Rational (structure-based) design
Most (if not all) natural product GT's characterized to date belong to the GT-B superfamily of protein fold which consists of two closely associated Rossman-like domains. Within the GT-B fold, the catalytic site is located between the two domains as illustrated by the vancomycin GT GtfD [50], the macrolide GT OleD [51•], and the retaining avilamycin GT AviGT4 [52]. The highly conserved C-terminal domain is responsible for nucleotide binding, while the N-terminal domains show considerable sequence diversity, likely due to the variation in acceptor structures utilized by GT-B GTs. The approximate division of donor and acceptor binding between each domain of the GT-B fold, led this fold to be described as modular, and has served as the basis for the postulated engineering of hybrid GTs with altered substrate specificity by domain swapping [53]. However, the only successful examples citing alteration of GT-B specificity via domain-swapping have used highly homologous GTs, and the true modular nature of GT-B enzymes have yet to be demonstrated. For example, domain shuffling between two related plant flavonoid GTs (90% similarity at the amino acid level) revealed that a 40 amino acid region in the N-terminal domain could improve regios-electivity of glucosylation [54]. Subsequent site-directed mutagenesis illustrated that a single amino acid change was sufficient for this change in function.
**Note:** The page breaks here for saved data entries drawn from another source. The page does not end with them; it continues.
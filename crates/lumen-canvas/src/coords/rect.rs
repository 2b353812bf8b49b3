use super::Vec2;

/// Axis-aligned rectangle in canvas pixels (top-left origin).
#[derive(Debug, Copy, Clone, Default, PartialEq)]
pub struct Rect {
    pub origin: Vec2,
    pub size: Vec2,
}

impl Rect {
    #[inline]
    pub const fn new(x: f32, y: f32, w: f32, h: f32) -> Self {
        Self {
            origin: Vec2::new(x, y),
            size: Vec2::new(w, h),
        }
    }

    #[inline]
    pub const fn from_origin_size(origin: Vec2, size: Vec2) -> Self {
        Self { origin, size }
    }

    /// Smallest rectangle containing both points, in either order.
    #[inline]
    pub fn from_points(a: Vec2, b: Vec2) -> Self {
        let min = a.min(b);
        let max = a.max(b);
        Self::from_origin_size(min, max - min)
    }

    #[inline]
    pub fn min(self) -> Vec2 {
        self.origin
    }

    #[inline]
    pub fn max(self) -> Vec2 {
        Vec2::new(self.origin.x + self.size.x, self.origin.y + self.size.y)
    }

    #[inline]
    pub fn center(self) -> Vec2 {
        self.origin + self.size * 0.5
    }

    #[inline]
    pub fn is_empty(self) -> bool {
        self.size.x <= 0.0 || self.size.y <= 0.0
    }

    #[inline]
    pub fn is_finite(self) -> bool {
        self.origin.is_finite() && self.size.is_finite()
    }

    /// Normalizes the rectangle so width/height are non-negative.
    #[inline]
    pub fn normalized(self) -> Self {
        let mut x = self.origin.x;
        let mut y = self.origin.y;
        let mut w = self.size.x;
        let mut h = self.size.y;

        if w < 0.0 {
            x += w;
            w = -w;
        }
        if h < 0.0 {
            y += h;
            h = -h;
        }

        Rect::new(x, y, w, h)
    }

    /// Snaps origin and size down to whole pixels.
    #[inline]
    pub fn floored(self) -> Self {
        Rect::from_origin_size(self.origin.floor(), self.size.floor())
    }

    #[inline]
    pub fn rounded(self) -> Self {
        Rect::from_origin_size(self.origin.round(), self.size.round())
    }

    /// Half-open containment: [min, max).
    #[inline]
    pub fn contains(self, p: Vec2) -> bool {
        let r = self.normalized();
        p.x >= r.origin.x
            && p.y >= r.origin.y
            && p.x < (r.origin.x + r.size.x)
            && p.y < (r.origin.y + r.size.y)
    }

    #[inline]
    pub fn intersect(self, other: Rect) -> Option<Rect> {
        let a = self.normalized();
        let b = other.normalized();

        let x0 = a.origin.x.max(b.origin.x);
        let y0 = a.origin.y.max(b.origin.y);
        let x1 = (a.origin.x + a.size.x).min(b.origin.x + b.size.x);
        let y1 = (a.origin.y + a.size.y).min(b.origin.y + b.size.y);

        let w = x1 - x0;
        let h = y1 - y0;

        if w <= 0.0 || h <= 0.0 {
            None
        } else {
            Some(Rect::new(x0, y0, w, h))
        }
    }

    /// Culling test against `other`.
    ///
    /// Unlike [`intersect`](Self::intersect), an axis with zero extent (the
    /// bounds of a horizontal or vertical line) still overlaps when its
    /// coordinate falls inside `other`'s half-open span on that axis.
    #[inline]
    pub fn overlaps(self, other: Rect) -> bool {
        let a = self.normalized();
        let b = other.normalized();
        span_overlaps(a.origin.x, a.max().x, b.origin.x, b.max().x)
            && span_overlaps(a.origin.y, a.max().y, b.origin.y, b.max().y)
    }

    /// Smallest rectangle containing both.
    #[inline]
    pub fn union(self, other: Rect) -> Rect {
        let a = self.normalized();
        let b = other.normalized();
        let min = a.min().min(b.min());
        let max = a.max().max(b.max());
        Rect::from_origin_size(min, max - min)
    }
}

fn span_overlaps(a0: f32, a1: f32, b0: f32, b1: f32) -> bool {
    if b1 <= b0 {
        return false;
    }
    if a1 <= a0 {
        return a0 >= b0 && a0 < b1;
    }
    a0 < b1 && a1 > b0
}

/// Integer rectangle in texel space, used for texture source regions.
#[derive(Debug, Copy, Clone, Default, PartialEq, Eq, Hash)]
pub struct RectI {
    pub x: i32,
    pub y: i32,
    pub w: i32,
    pub h: i32,
}

impl RectI {
    #[inline]
    pub const fn new(x: i32, y: i32, w: i32, h: i32) -> Self {
        Self { x, y, w, h }
    }

    #[inline]
    pub fn has_area(self) -> bool {
        self.w > 0 && self.h > 0
    }

    #[inline]
    pub fn size(self) -> Vec2 {
        Vec2::new(self.w as f32, self.h as f32)
    }
}
use crate::coords::Transform2D;
use crate::handle::Handle;
use crate::paint::{BlendMode, Color, ScaleMode};

use super::{DrawPrimitive, ZIndex};

/// Retained scene-graph element: local visual state plus owned primitives.
///
/// Only local state lives here. Global transform, modulation, visibility and
/// z-index depend on the ancestor chain and are resolved by
/// [`CanvasScene`](super::CanvasScene) on every query, so they cannot go stale.
#[derive(Debug, Clone)]
pub struct CanvasNode {
    pub(crate) transform: Transform2D,
    pub(crate) modulate: Color,
    pub(crate) visible: bool,
    pub(crate) blend_mode: BlendMode,
    pub(crate) scale_mode: ScaleMode,
    pub(crate) z_index: ZIndex,
    pub(crate) z_relative: bool,
    /// Weak by construction: resolved through the registry, absent once released.
    pub(crate) parent: Option<Handle>,
    pub(crate) primitives: Vec<DrawPrimitive>,
}

impl CanvasNode {
    pub fn new() -> Self {
        Self {
            transform: Transform2D::IDENTITY,
            modulate: Color::WHITE,
            visible: true,
            blend_mode: BlendMode::default(),
            scale_mode: ScaleMode::default(),
            z_index: ZIndex::default(),
            z_relative: false,
            parent: None,
            primitives: Vec::new(),
        }
    }

    #[inline]
    pub fn transform(&self) -> Transform2D {
        self.transform
    }

    #[inline]
    pub fn modulate(&self) -> Color {
        self.modulate
    }

    #[inline]
    pub fn is_visible(&self) -> bool {
        self.visible
    }

    #[inline]
    pub fn blend_mode(&self) -> BlendMode {
        self.blend_mode
    }

    #[inline]
    pub fn scale_mode(&self) -> ScaleMode {
        self.scale_mode
    }

    #[inline]
    pub fn z_index(&self) -> ZIndex {
        self.z_index
    }

    #[inline]
    pub fn is_z_relative(&self) -> bool {
        self.z_relative
    }

    /// Draw primitives in attach order.
    #[inline]
    pub fn primitives(&self) -> &[DrawPrimitive] {
        &self.primitives
    }
}

impl Default for CanvasNode {
    fn default() -> Self {
        Self::new()
    }
}

/// A node's state after composing it with its ancestors.
#[derive(Debug, Copy, Clone, PartialEq)]
pub struct ResolvedNode {
    pub transform: Transform2D,
    pub modulate: Color,
    pub visible: bool,
    pub z_index: ZIndex,
    pub blend_mode: BlendMode,
    pub scale_mode: ScaleMode,
}
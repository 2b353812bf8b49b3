//! Logger initialization.
//!
//! The crate itself only uses the `log` facade; binaries pick the backend.

mod init;

pub use init::{init_logging, LoggingConfig};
In a spectacular example of engineering via domain shuffling, the dual N- and O-glucosylation activity (Figure 3a) of a novel plant GT was altered [55••]. Specifically, shuffling between the bifunctional N/O-GT UGT72B1 and the monofunctional N-GT BnUGT revealed that only chimeras containing residues 259-370 from UGT72B1 could support N-glucosylation. Incredibly, mutation at just two positions in BnUGT were sufficient for N-glycosyltransfer, while the reciprocal mutations in UGT72B1 (N312D-Y315F) decreased the kcat/Km ratio toward the amine acceptor by ∼560-fold (Figure 3b). Solution of the crystal structure of UGT72B1, revealed some clues as to the origin of the novel bifunctional N/O-glucosylation activity. It was hypothesized that a non-canonical geometry of the catalytic base His-19 (Figure 3c and compare to Figure 3d), and a nearby Asp-117 (forming a so-called ‘catalytic triad’ with the acceptor nucleophile) could allow nucleophilic attack by the amine acceptor, while not necessarily abstracting a proton as would otherwise be absolutely required for a corresponding hydroxyl-containing acceptor (Figure 3a). Examination of the chimeric GT bound to trichlorophenol or UDP revealed that Tyr-315 may play a role in maintaining His-19 and Asp-117 in their non-canonical positions, while Asn-312 locates to the same niche but does not make direct interactions with these critical residues. Interestingly, the structure of the bifunctional N/O-GT OleD [51•] reveals a catalytic base geometry that resembles the canonical arrangement (Figure 3e) (see also Section ‘directed evolution of glycosyltransferases’ below).
Figure 3.
Engineering N/O-glucosylation activities in plant GTs. (a) Glycosylation of hydroxyl containing acceptors necessarily proceeds through proton abstraction whereas N-glycosyltransfer does not. 3,4-DCP, 3,4-dichlorophenol; 3,4-DCA, 3,4-dichloroaniline. (b) Catalytic efficiency of WT and mutant GTs toward N- and O-glucosyltransfer. WT BnUGT does not catalyze N-glucosyltransfer, 314N- F317Y displays considerable activity toward 3,4-DCA. The reciprocal mutations in UGT72B1 shifts the WT dual N/O-glucosyltransfer activity toward a more specific O-GT. (c) Active site of WT UGT72B1 showing the non-canonical interaction of His-19 with Ser-14. (d) Canonical geometry of the catalytic base in VvGT1 and (e) OleD (in this view, the substrate was excluded for clarity).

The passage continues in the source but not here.